Contingent Contracts
Contracts that depend on future uncertain events.
Introduction
Contingent contracts are agreements where a party’s obligation depends on a future event happening or not happening. These contracts are conditional and common in insurance, guarantee, and indemnity agreements.
Meaning / Definition
Section 31 of the Indian Contract Act, 1872 defines a contingent contract as a contract to do or not do something if a future event, connected but not part of the contract, happens or does not happen.
Example: A agrees to pay B Rs. 10,000 if B’s house is burnt. This is a contingent contract.
Essential Features
- The contract depends on a future uncertain event.
- The event must be connected (collateral) to the contract, not part of the promises.
- Example (Not contingent): A agrees to deliver 100 bags of wheat and B pays later. Event is part of promise.
- Example (Contingent): A promises to pay B Rs. 10,000 if B’s house burns.
- The event should not depend entirely on the promisor’s will.
- Example (Not contingent): A promises to pay B Rs. 1,000 if he chooses to.
- Partial control by promisor may still allow contingency.
Rules Regarding Enforcement (Sections 32–36)
Contracts contingent on an event happening
- Enforceable only if the event occurs.
- If the event becomes impossible, contract is void.
- Example: A agrees to buy B’s horse if C dies. Only enforceable if C dies.
Contracts contingent on an event not happening
- Enforceable only when the event becomes impossible or does not happen.
- Example: A promises to pay B if a ship does not return. Contract enforceable if the ship sinks.

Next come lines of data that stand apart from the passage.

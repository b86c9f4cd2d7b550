//! PLY (Polygon File Format) I/O
//!
//! PLY is a flexible format for storing 3D data with arbitrary properties.
//! Reading supports the ascii and both binary encodings. Only the `vertex`
//! element is decoded; elements before it are skipped and elements after it
//! are ignored.

use crate::scalar::{capacity_hint, read_header_line, ByteOrder, ScalarType};
use crate::{Error, Result};
use cindir_3d::TriangleMesh;
use cindir_core::PointCloud;
use nalgebra::{Point3, Vector3};
use serde::{Deserialize, Serialize};
use std::io::{BufRead, Write};

/// Encoding used when writing PLY files.
#[derive(Debug, Clone, Copy, Default, PartialEq, Eq, Serialize, Deserialize)]
#[serde(rename_all = "snake_case")]
pub enum PlyEncoding {
    Ascii,
    #[default]
    BinaryLittleEndian,
}

impl PlyEncoding {
    fn header_name(self) -> &'static str {
        match self {
            PlyEncoding::Ascii => "ascii",
            PlyEncoding::BinaryLittleEndian => "binary_little_endian",
        }
    }
}

#[derive(Debug, Clone, Copy, PartialEq, Eq)]
enum Encoding {
    Ascii,
    Binary(ByteOrder),
}

#[derive(Debug, Clone)]
enum Property {
    Scalar {
        name: String,
        ty: ScalarType,
    },
    List {
        count_ty: ScalarType,
        item_ty: ScalarType,
    },
}

#[derive(Debug, Clone)]
struct Element {
    name: String,
    count: usize,
    properties: Vec<Property>,
}

impl Element {
    fn scalar(&self, wanted: &str) -> Option<(usize, ScalarType)> {
        self.properties.iter().enumerate().find_map(|(i, p)| match p {
            Property::Scalar { name, ty } if name == wanted => Some((i, *ty)),
            _ => None,
        })
    }

    fn triple(&self, names: [&str; 3]) -> Option<[(usize, ScalarType); 3]> {
        Some([
            self.scalar(names[0])?,
            self.scalar(names[1])?,
            self.scalar(names[2])?,
        ])
    }
}

struct Header {
    encoding: Encoding,
    elements: Vec<Element>,
}

fn parse_header<R: BufRead>(reader: &mut R) -> Result<Header> {
    let eof = || Error::Parse("Unexpected EOF in header".to_string());

    let magic = read_header_line(reader)?.ok_or_else(eof)?;
    if magic.trim() != "ply" {
        return Err(Error::Parse("Missing 'ply' magic line".to_string()));
    }

    let mut encoding = None;
    let mut elements: Vec<Element> = Vec::new();

    loop {
        let line = read_header_line(reader)?.ok_or_else(eof)?;
        let parts: Vec<&str> = line.split_whitespace().collect();

        match parts.as_slice() {
            ["end_header"] => break,
            ["format", kind, _version] => {
                encoding = Some(match *kind {
                    "ascii" => Encoding::Ascii,
                    "binary_little_endian" => Encoding::Binary(ByteOrder::Little),
                    "binary_big_endian" => Encoding::Binary(ByteOrder::Big),
                    other => {
                        return Err(Error::Parse(format!("Unknown PLY format '{other}'")))
                    }
                });
            }
            ["element", name, count] => {
                let count = count
                    .parse()
                    .map_err(|_| Error::Parse(format!("Invalid element count '{count}'")))?;
                elements.push(Element {
                    name: name.to_string(),
                    count,
                    properties: Vec::new(),
                });
            }
            ["property", "list", count_ty, item_ty, _name] => {
                let element = elements
                    .last_mut()
                    .ok_or_else(|| Error::Parse("Property before any element".to_string()))?;
                element.properties.push(Property::List {
                    count_ty: ScalarType::from_ply_name(count_ty)?,
                    item_ty: ScalarType::from_ply_name(item_ty)?,
                });
            }
            ["property", ty, name] => {
                let element = elements
                    .last_mut()
                    .ok_or_else(|| Error::Parse("Property before any element".to_string()))?;
                element.properties.push(Property::Scalar {
                    name: name.to_string(),
                    ty: ScalarType::from_ply_name(ty)?,
                });
            }
            ["comment", ..] | ["obj_info", ..] | [] => {}
            _ => return Err(Error::Parse(format!("Invalid header line '{line}'"))),
        }
    }

    let encoding = encoding.ok_or_else(|| Error::Parse("Missing format line".to_string()))?;
    Ok(Header { encoding, elements })
}

/// Scalar values of one element instance, in property order. List properties
/// are consumed and left as NaN.
fn read_record<R: BufRead>(
    reader: &mut R,
    encoding: Encoding,
    element: &Element,
    line_buf: &mut String,
    out: &mut Vec<f64>,
) -> Result<()> {
    out.clear();
    match encoding {
        Encoding::Binary(order) => {
            for property in &element.properties {
                match property {
                    Property::Scalar { ty, .. } => out.push(ty.read(reader, order)?),
                    Property::List { count_ty, item_ty } => {
                        let n = count_ty.read(reader, order)? as usize;
                        for _ in 0..n {
                            item_ty.read(reader, order)?;
                        }
                        out.push(f64::NAN);
                    }
                }
            }
        }
        Encoding::Ascii => {
            line_buf.clear();
            if reader.read_line(line_buf)? == 0 {
                return Err(Error::Parse(format!(
                    "Unexpected EOF in '{}' data",
                    element.name
                )));
            }
            let mut tokens = line_buf.split_whitespace();
            let mut next = || -> Result<f64> {
                let token = tokens.next().ok_or_else(|| {
                    Error::InvalidData(format!("Not enough values for '{}'", element.name))
                })?;
                token
                    .parse()
                    .map_err(|_| Error::Parse(format!("Invalid number: {token}")))
            };
            for property in &element.properties {
                match property {
                    Property::Scalar { .. } => out.push(next()?),
                    Property::List { .. } => {
                        let n = next()? as usize;
                        for _ in 0..n {
                            next()?;
                        }
                        out.push(f64::NAN);
                    }
                }
            }
        }
    }
    Ok(())
}

/// Read a PLY point cloud from a reader
///
/// `x y z` are required. `nx ny nz` and `red green blue` are read when all
/// three are present. Integer colors are scaled from 0-255, float colors are
/// taken as-is.
pub fn read_ply<R: BufRead>(mut reader: R) -> Result<PointCloud> {
    let header = parse_header(&mut reader)?;
    let mut line_buf = String::new();
    let mut values = Vec::new();

    for element in &header.elements {
        if element.name != "vertex" {
            for _ in 0..element.count {
                read_record(&mut reader, header.encoding, element, &mut line_buf, &mut values)?;
            }
            continue;
        }

        let xyz = element.triple(["x", "y", "z"]).ok_or_else(|| {
            Error::InvalidData("PLY vertex element has no x/y/z properties".to_string())
        })?;
        let nxyz = element.triple(["nx", "ny", "nz"]);
        let rgb = element.triple(["red", "green", "blue"]);

        let capacity = capacity_hint(element.count);
        let mut points = Vec::with_capacity(capacity);
        let mut normals = nxyz.map(|_| Vec::with_capacity(capacity));
        let mut colors = rgb.map(|_| Vec::with_capacity(capacity));

        for _ in 0..element.count {
            read_record(&mut reader, header.encoding, element, &mut line_buf, &mut values)?;

            points.push(Point3::new(values[xyz[0].0], values[xyz[1].0], values[xyz[2].0]));
            if let (Some(idx), Some(normals)) = (&nxyz, normals.as_mut()) {
                normals.push(Vector3::new(values[idx[0].0], values[idx[1].0], values[idx[2].0]));
            }
            if let (Some(idx), Some(colors)) = (&rgb, colors.as_mut()) {
                let channel = |(i, ty): (usize, ScalarType)| {
                    if ty.is_float() {
                        values[i]
                    } else {
                        values[i] / 255.0
                    }
                };
                colors.push(Point3::new(channel(idx[0]), channel(idx[1]), channel(idx[2])));
            }
        }

        return Ok(PointCloud {
            points,
            colors,
            normals,
        });
    }

    Err(Error::InvalidData("PLY file has no vertex element".to_string()))
}

fn color_byte(c: f64) -> u8 {
    (c.clamp(0.0, 1.0) * 255.0).round() as u8
}

fn write_header<W: Write>(
    writer: &mut W,
    encoding: PlyEncoding,
    vertices: usize,
    has_normals: bool,
    has_colors: bool,
    faces: Option<usize>,
) -> Result<()> {
    writeln!(writer, "ply")?;
    writeln!(writer, "format {} 1.0", encoding.header_name())?;
    writeln!(writer, "element vertex {vertices}")?;
    writeln!(writer, "property double x")?;
    writeln!(writer, "property double y")?;
    writeln!(writer, "property double z")?;

    if has_normals {
        writeln!(writer, "property double nx")?;
        writeln!(writer, "property double ny")?;
        writeln!(writer, "property double nz")?;
    }

    if has_colors {
        writeln!(writer, "property uchar red")?;
        writeln!(writer, "property uchar green")?;
        writeln!(writer, "property uchar blue")?;
    }

    if let Some(faces) = faces {
        writeln!(writer, "element face {faces}")?;
        writeln!(writer, "property list uchar int vertex_indices")?;
    }

    writeln!(writer, "end_header")?;
    Ok(())
}

fn write_vertex<W: Write>(
    writer: &mut W,
    encoding: PlyEncoding,
    p: &Point3<f64>,
    normal: Option<&Vector3<f64>>,
    color: Option<&Point3<f64>>,
) -> Result<()> {
    match encoding {
        PlyEncoding::Ascii => {
            write!(writer, "{} {} {}", p.x, p.y, p.z)?;
            if let Some(n) = normal {
                write!(writer, " {} {} {}", n.x, n.y, n.z)?;
            }
            if let Some(c) = color {
                write!(
                    writer,
                    " {} {} {}",
                    color_byte(c.x),
                    color_byte(c.y),
                    color_byte(c.z)
                )?;
            }
            writeln!(writer)?;
        }
        PlyEncoding::BinaryLittleEndian => {
            for v in p.iter() {
                writer.write_all(&v.to_le_bytes())?;
            }
            if let Some(n) = normal {
                for v in n.iter() {
                    writer.write_all(&v.to_le_bytes())?;
                }
            }
            if let Some(c) = color {
                writer.write_all(&[color_byte(c.x), color_byte(c.y), color_byte(c.z)])?;
            }
        }
    }
    Ok(())
}

/// Write a point cloud to PLY format
pub fn write_ply<W: Write>(writer: &mut W, cloud: &PointCloud, encoding: PlyEncoding) -> Result<()> {
    cloud.validate()?;
    write_header(
        writer,
        encoding,
        cloud.len(),
        cloud.has_normals(),
        cloud.has_colors(),
        None,
    )?;

    for (i, p) in cloud.points.iter().enumerate() {
        let normal = cloud.normals.as_ref().map(|n| &n[i]);
        let color = cloud.colors.as_ref().map(|c| &c[i]);
        write_vertex(writer, encoding, p, normal, color)?;
    }

    writer.flush()?;
    Ok(())
}

/// Write a triangle mesh to PLY format
///
/// Vertices carry normals when the mesh has them. Faces are written as
/// `property list uchar int vertex_indices`.
pub fn write_mesh_ply<W: Write>(
    writer: &mut W,
    mesh: &TriangleMesh,
    encoding: PlyEncoding,
) -> Result<()> {
    mesh.validate()?;
    if mesh.num_vertices() > i32::MAX as usize {
        return Err(Error::InvalidData(format!(
            "{} vertices do not fit PLY int indices",
            mesh.num_vertices()
        )));
    }

    write_header(
        writer,
        encoding,
        mesh.num_vertices(),
        mesh.normals.is_some(),
        false,
        Some(mesh.num_faces()),
    )?;

    for (i, v) in mesh.vertices.iter().enumerate() {
        let normal = mesh.normals.as_ref().map(|n| &n[i]);
        write_vertex(writer, encoding, v, normal, None)?;
    }

    for face in &mesh.faces {
        match encoding {
            PlyEncoding::Ascii => writeln!(writer, "3 {} {} {}", face[0], face[1], face[2])?,
            PlyEncoding::BinaryLittleEndian => {
                writer.write_all(&[3u8])?;
                for &idx in face {
                    writer.write_all(&(idx as i32).to_le_bytes())?;
                }
            }
        }
    }

    writer.flush()?;
    Ok(())
}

Contingency on a person’s act
- If the act becomes impossible, contract is void.
- Example: A agrees to pay B if B marries C. If C marries someone else, contract is void.
Contingency within a fixed time
- Event happens: Enforceable if event occurs in time; void if impossible before time ends.
- Example: A promises to pay B if a ship returns within a year.
- Event does not happen: Enforceable if event does not occur or becomes impossible within time.
- Example: A promises to pay B if a ship does not return within a year.
Impossible events
- Contracts based on impossible events are void.
- Example: A agrees to pay B if two parallel lines enclose a space. Void.
Difference Between Contingent Contracts and Wagering Agreements
| Feature | Contingent Contract | Wagering Agreement |
|---|---|---|
| Promises | May or may not be reciprocal | Always reciprocal |
| Contingency | Connected (collateral) event | Depends only on future event |
| Legality | Valid | Void |
| Interest in subject | Parties have real interest | Only for winning/losing money |
| Role of event | Collateral, not sole factor | Sole factor |
Practical Example
- Insurance: Insurer pays only if insured event happens.
- Guarantee: Bank pays if debtor defaults.
Summary
- Contingent contracts depend on uncertain future events.
- Event must be collateral to contract, not part of promises.
- Cannot depend solely on promisor’s choice.
- Enforcement rules differ for happening, non-happening, and fixed-time events.
- Impossible events make contract void.
- Different from wagering agreements, which are void and depend only on chance.